Twin Cities

Archbishop Flynn remembered as community builder at funeral

Clergy drape a cloth over a wooden casket.
A cloth is draped over the casket of Archbishop Harry Flynn inside of the St. Paul Cathedral on Monday.
Evan Frost | MPR News

Former Archbishop Harry Flynn, who led the Twin Cities archdiocese from 1995 to 2008, was remembered Monday for his hospitality and generosity, complete with handwritten Christmas cards and “wicked” blueberry pies.

"He had this beautiful capacity for hospitality and friendship, capacity that created a real sense of community,” said William Lori, the archbishop of Baltimore who studied under Flynn many years ago at Mount St. Mary’s Seminary in Maryland.

“When we seminarians were in a kerfuffle about some problem or controversy, he [calmed] the waters and helped us distinguish between what's important and what's not,” Lori said in the homily at Flynn’s funeral mass held at the Cathedral of St. Paul.

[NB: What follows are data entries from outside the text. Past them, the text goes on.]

//! Per-document link processing.

use crate::config::BROKEN_STATUS_THRESHOLD;
use crate::documents::DocumentStore;
use crate::error_handling::{LinkOutcome, ResolveError, ScanStats, ServiceError};
use crate::ledger::{Ledger, NewIssue, ResolutionStatus};
use crate::locate::{extract_candidate_links, CandidateLink, LinkScope, SiteHosts};
use crate::resolve::{Origin, RedirectResolution, ResolveSession};
use crate::rewrite::{commit_body, replace_href};

pub const AUTO_FIXED_PERMANENT: &str = "Auto-fixed (Permanent Redirect)";
pub const AUTO_FIXED_CANONICAL: &str = "Auto-fixed (Canonicalized)";
pub const PERMANENT_REDIRECT: &str = "Permanent Redirect";
pub const TEMPORARY_REDIRECT: &str = "Temporary Redirect";

/// What one document needs from its surroundings.
pub struct DocumentContext<'a> {
    pub hosts: &'a SiteHosts,
    pub documents: &'a dyn DocumentStore,
    pub ledger: &'a Ledger,
    pub auto_resolve: bool,
    pub follow_external: bool,
    pub stats: &'a ScanStats,
}

#[derive(Debug, Clone, Copy, Default, PartialEq, Eq)]
pub struct DocumentReport {
    pub links: usize,
    pub rewritten: bool,
}

/// Change to apply to the body, and the resolved entry it earns once committed.
struct Fix {
    raw: String,
    final_url: String,
    issue: NewIssue,
}

enum Decision {
    Skip(LinkOutcome),
    Log(NewIssue, LinkOutcome),
    Fix(Fix, LinkOutcome),
}

fn issue(
    document_id: i64,
    link: &CandidateLink,
    final_url: &str,
    http_status: u16,
    message: &str,
    resolution_status: ResolutionStatus,
) -> NewIssue {
    NewIssue {
        document_id,
        original_url: link.raw.clone(),
        final_url: final_url.to_string(),
        http_status: i64::from(http_status),
        status_message: message.to_string(),
        resolution_status,
        resolved_by: 0,
    }
}

fn decide(
    document_id: i64,
    link: &CandidateLink,
    resolution: &RedirectResolution,
    auto_resolve: bool,
) -> Decision {
    if resolution.origin == Origin::ExternalSkipped {
        return Decision::Skip(LinkOutcome::ExternalSkipped);
    }

    let status = resolution.status_code;
    if status >= BROKEN_STATUS_THRESHOLD {
        return Decision::Log(
            issue(
                document_id,
                link,
                "",
                status,
                &resolution.status_message,
                ResolutionStatus::Pending,
            ),
            LinkOutcome::Broken,
        );
    }

    if resolution.final_url == link.url || resolution.final_url.is_empty() {
        return Decision::Skip(LinkOutcome::Healthy);
    }

    let fix = |http_status: u16, message: &str| Fix {
        raw: link.raw.clone(),
        final_url: resolution.final_url.clone(),
        issue: issue(
            document_id,
            link,
            &resolution.final_url,
            http_status,
            message,
            ResolutionStatus::Resolved,
        ),
    };

    if resolution.origin == Origin::Http && resolution.is_redirect() {
        let first_hop = resolution.first_hop_code.unwrap_or_default();
        if resolution.is_permanent && auto_resolve && (200..400).contains(&status) {
            return Decision::Fix(fix(first_hop, AUTO_FIXED_PERMANENT), LinkOutcome::AutoFixed);
        }
        let message = if resolution.is_permanent {
            PERMANENT_REDIRECT
        } else {
            TEMPORARY_REDIRECT
        };
        return Decision::Log(
            issue(
                document_id,
                link,
                &resolution.final_url,
                first_hop,
                message,
                ResolutionStatus::Pending,
            ),
            LinkOutcome::PendingRedirect,
        );
    }

    // Canonicalization, or any other non-redirect difference
    if auto_resolve {
        Decision::Fix(fix(200, AUTO_FIXED_CANONICAL), LinkOutcome::Canonicalized)
    } else {
        Decision::Skip(LinkOutcome::Healthy)
    }
}

/// Scans one document: resolves each link, logs findings and applies
/// authorized fixes with a single commit.
///
/// Resolver failures skip the link. Resolved entries for applied fixes are
/// written only after the new body is committed.
///
/// # Errors
///
/// Returns `PersistenceFailure` when the document cannot be read or committed.
/// Ledger write failures for single links are logged and skipped.
pub async fn process_document(
    ctx: &DocumentContext<'_>,
    session: &mut ResolveSession<'_>,
    document_id: i64,
) -> Result<DocumentReport, ServiceError> {
    let Some(document) = ctx.documents.get_document(document_id).await? else {
        log::debug!("Document {} vanished before processing", document_id);
        return Ok(DocumentReport::default());
    };
    if document.body.is_empty() {
        return Ok(DocumentReport::default());
    }

    let links: Vec<CandidateLink> = extract_candidate_links(&document.body, ctx.hosts)
        .into_iter()
        .filter(|link| link.scope == LinkScope::Internal || ctx.follow_external)
        .collect();

    let mut body = document.body.clone();
    let mut deferred: Vec<(NewIssue, LinkOutcome)> = Vec::new();

    for link in &links {
        let resolution = match session.resolve(&link.url).await {
            Ok(resolution) => resolution,
            Err(e) => {
                if let ResolveError::Upstream { kind, .. } = &e {
                    ctx.stats.increment_upstream(*kind);
                }
                ctx.stats.increment(LinkOutcome::ResolveFailed);
                log::debug!("Skipping {} in document {}: {}", link.url, document_id, e);
                continue;
            }
        };

        match decide(document_id, link, &resolution, ctx.auto_resolve) {
            Decision::Skip(outcome) => ctx.stats.increment(outcome),
            Decision::Log(new_issue, outcome) => match ctx.ledger.record_issue(&new_issue).await {
                Ok(true) => ctx.stats.increment(outcome),
                Ok(false) => ctx.stats.increment(LinkOutcome::Duplicate),
                Err(e) => log::warn!(
                    "Failed to log {} for document {}: {}",
                    link.raw,
                    document_id,
                    e
                ),
            },
            Decision::Fix(fix, outcome) => {
                body = replace_href(&body, &fix.raw, &fix.final_url);
                deferred.push((fix.issue, outcome));
            }
        }
    }

    let rewritten = commit_body(ctx.documents, &document, &body).await?;
    if rewritten {
        log::info!(
            "Rewrote {} link(s) in document {}",
            deferred.len(),
            document_id
        );
    }

    for (new_issue, outcome) in deferred {
        match ctx.ledger.record_issue(&new_issue).await {
            Ok(true) => ctx.stats.increment(outcome),
            Ok(false) => ctx.stats.increment(LinkOutcome::Duplicate),
            Err(e) => log::warn!(
                "Failed to log fix of {} in document {}: {}",
                new_issue.original_url,
                document_id,
                e
            ),
        }
    }

    Ok(DocumentReport {
        links: links.len(),
        rewritten,
    })
}
//! Route handlers.
//!
//! The caller identity comes from `x-actor-id` / `x-actor-name` (any positive
//! ID may manage) and the request nonce from `x-sentinel-nonce`.

use std::collections::HashMap;
use std::sync::Arc;

use axum::extract::{Path, Query, State};
use axum::http::HeaderMap;
use axum::Json;
use serde::Deserialize;

use super::envelope::{ApiResult, Envelope};
use crate::bulk::{ResolveAllRequest, ResolveAllResponse};
use crate::config::Settings;
use crate::ledger::{LinkIssue, Page};
use crate::scan::{ScanStartResponse, ScanStatusResponse, ScanStepResponse};
use crate::service::{ActionResponse, Actor, ClearedResponse, IssueQuery, LinkSentinel};

pub const ACTOR_ID_HEADER: &str = "x-actor-id";
pub const ACTOR_NAME_HEADER: &str = "x-actor-name";
pub const NONCE_HEADER: &str = "x-sentinel-nonce";

pub type AppState = Arc<LinkSentinel>;

fn header<'a>(headers: &'a HeaderMap, name: &str) -> Option<&'a str> {
    headers.get(name).and_then(|v| v.to_str().ok())
}

fn actor(headers: &HeaderMap) -> Actor {
    let id = header(headers, ACTOR_ID_HEADER)
        .and_then(|v| v.trim().parse::<i64>().ok())
        .unwrap_or(0);
    Actor {
        id,
        name: header(headers, ACTOR_NAME_HEADER).unwrap_or_default().to_string(),
        can_manage: id > 0,
    }
}

fn nonce(headers: &HeaderMap) -> Option<&str> {
    header(headers, NONCE_HEADER)
}

#[derive(Debug, Default, Deserialize)]
pub struct StepBody {
    #[serde(default)]
    pub token: String,
}

#[derive(Debug, Default, Deserialize)]
pub struct ChangeBody {
    #[serde(default)]
    pub new_url: String,
}

pub async fn start_scan(
    State(service): State<AppState>,
    headers: HeaderMap,
) -> ApiResult<ScanStartResponse> {
    let response = service.start_scan(&actor(&headers), nonce(&headers)).await?;
    Ok(Envelope(response))
}

pub async fn step_scan(
    State(service): State<AppState>,
    headers: HeaderMap,
    Json(body): Json<StepBody>,
) -> ApiResult<ScanStepResponse> {
    let response = service
        .step_scan(&actor(&headers), nonce(&headers), &body.token)
        .await?;
    Ok(Envelope(response))
}

pub async fn scan_status(
    State(service): State<AppState>,
    headers: HeaderMap,
) -> ApiResult<ScanStatusResponse> {
    Ok(Envelope(service.scan_status(&actor(&headers)).await?))
}

pub async fn reset_scan(
    State(service): State<AppState>,
    headers: HeaderMap,
) -> ApiResult<ActionResponse> {
    Ok(Envelope(
        service.reset_scan(&actor(&headers), nonce(&headers)).await?,
    ))
}

pub async fn resolve_one(
    State(service): State<AppState>,
    headers: HeaderMap,
    Path(id): Path<i64>,
) -> ApiResult<ActionResponse> {
    Ok(Envelope(
        service
            .resolve_one(&actor(&headers), nonce(&headers), id)
            .await?,
    ))
}

pub async fn resolve_all(
    State(service): State<AppState>,
    headers: HeaderMap,
    Json(request): Json<ResolveAllRequest>,
) -> ApiResult<ResolveAllResponse> {
    Ok(Envelope(
        service
            .resolve_all_step(&actor(&headers), nonce(&headers), &request)
            .await?,
    ))
}

pub async fn change_link(
    State(service): State<AppState>,
    headers: HeaderMap,
    Path(id): Path<i64>,
    Json(body): Json<ChangeBody>,
) -> ApiResult<ActionResponse> {
    Ok(Envelope(
        service
            .change_link(&actor(&headers), nonce(&headers), id, &body.new_url)
            .await?,
    ))
}

pub async fn list_issues(
    State(service): State<AppState>,
    headers: HeaderMap,
    Query(query): Query<IssueQuery>,
) -> ApiResult<Page<LinkIssue>> {
    Ok(Envelope(service.list_issues(&actor(&headers), &query).await?))
}

pub async fn clear_resolved(
    State(service): State<AppState>,
    headers: HeaderMap,
) -> ApiResult<ClearedResponse> {
    Ok(Envelope(
        service
            .clear_resolved(&actor(&headers), nonce(&headers))
            .await?,
    ))
}

pub async fn get_settings(
    State(service): State<AppState>,
    headers: HeaderMap,
) -> ApiResult<Settings> {
    Ok(Envelope(service.get_settings(&actor(&headers)).await?))
}

pub async fn put_settings(
    State(service): State<AppState>,
    headers: HeaderMap,
    Json(values): Json<HashMap<String, String>>,
) -> ApiResult<Settings> {
    Ok(Envelope(
        service
            .put_settings(&actor(&headers), nonce(&headers), &values)
            .await?,
    ))
}
//! Application configuration and constants.
//!
//! This module provides:
//! - Configuration constants (timeouts, limits, lease lengths, etc.)
//! - Process configuration parsed from the command line and environment
//! - Runtime settings read from a flat key/value store

mod constants;
mod settings;
mod types;

// Re-export all constants
pub use constants::*;
pub use settings::{keys, MemorySettings, Settings, SettingsStore};
pub use types::{Config, LogFormat, LogLevel};
//! SQLite-backed settings store.

use std::collections::HashMap;
use std::sync::Arc;

use async_trait::async_trait;
use sqlx::{Row, SqlitePool};

use crate::config::SettingsStore;
use crate::error_handling::DatabaseError;

pub struct SqliteSettings {
    pool: Arc<SqlitePool>,
}

impl SqliteSettings {
    pub fn new(pool: Arc<SqlitePool>) -> Self {
        Self { pool }
    }
}

#[async_trait]
impl SettingsStore for SqliteSettings {
    async fn all(&self) -> Result<HashMap<String, String>, DatabaseError> {
        let rows = sqlx::query("SELECT key, value FROM settings")
            .fetch_all(self.pool.as_ref())
            .await?;
        Ok(rows
            .into_iter()
            .map(|row| (row.get("key"), row.get("value")))
            .collect())
    }

    async fn set(&self, key: &str, value: &str) -> Result<(), DatabaseError> {
        sqlx::query(
            "INSERT INTO settings (key, value) VALUES (?, ?)
             ON CONFLICT(key) DO UPDATE SET value = excluded.value",
        )
        .bind(key)
        .bind(value)
        .execute(self.pool.as_ref())
        .await?;
        Ok(())
    }
}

Hundreds of parishioners and clergy from across the country gathered to listen to remembrances, pray, sing and take communion. After the ceremony, Flynn’s casket was carried down the cathedral’s steps to a waiting hearse, as dozens of priests dressed in white robes sang a closing chant.

Bill Nolan, who works at a parish in Minneapolis, said Flynn visited the high school where Nolan taught many years ago.

“He was just a presence. He didn’t come in with a lot of pomp and circumstance or a lot of glitz. He would just come in and talk to people,” Nolan said, adding that he hopes people remember Flynn as a “humble priest who wanted people to know and love Jesus” rather than for his administrative legacy, which was covered in the news.

Flynn led the Catholic Church’s initial national response to the growing clergy sexual abuse crisis and was among the church leaders who helped write the Charter for the Protection of Children and Young People in the early 2000s. He was later criticized by some sex abuse victims for his handling of the problems.

But Flynn earned headlines on other issues, too. He teamed up with other faith leaders to work on issues including poverty, minimum wage and climate change.

Mary Ann Hecht, who also attended Flynn’s funeral, was a staffer at the Minnesota State Capitol in 2007 when Flynn and other clergy were participating in a presentation on climate change. Later that year, the Legislature passed the state’s landmark Next Generation Energy Act.

“He was so good about talking about the importance of the world we live in and that notion of stewardship. He was soft-spoken but rather eloquent about that,” Hecht said, noting this was long before Pope Francis released his famous encyclical on the subject.

Andrea Lee, a close friend who delivered one of the remembrances during the service, said Flynn loved spending time with his dogs at his home on Schroon Lake in New York, including this past summer.

“He showed love through prayer and showing up. By his holy hospitality and wicked blueberry pies. He showed it with his flip phone every day and with his prodigious memory for name and the details of people's lives,” she said.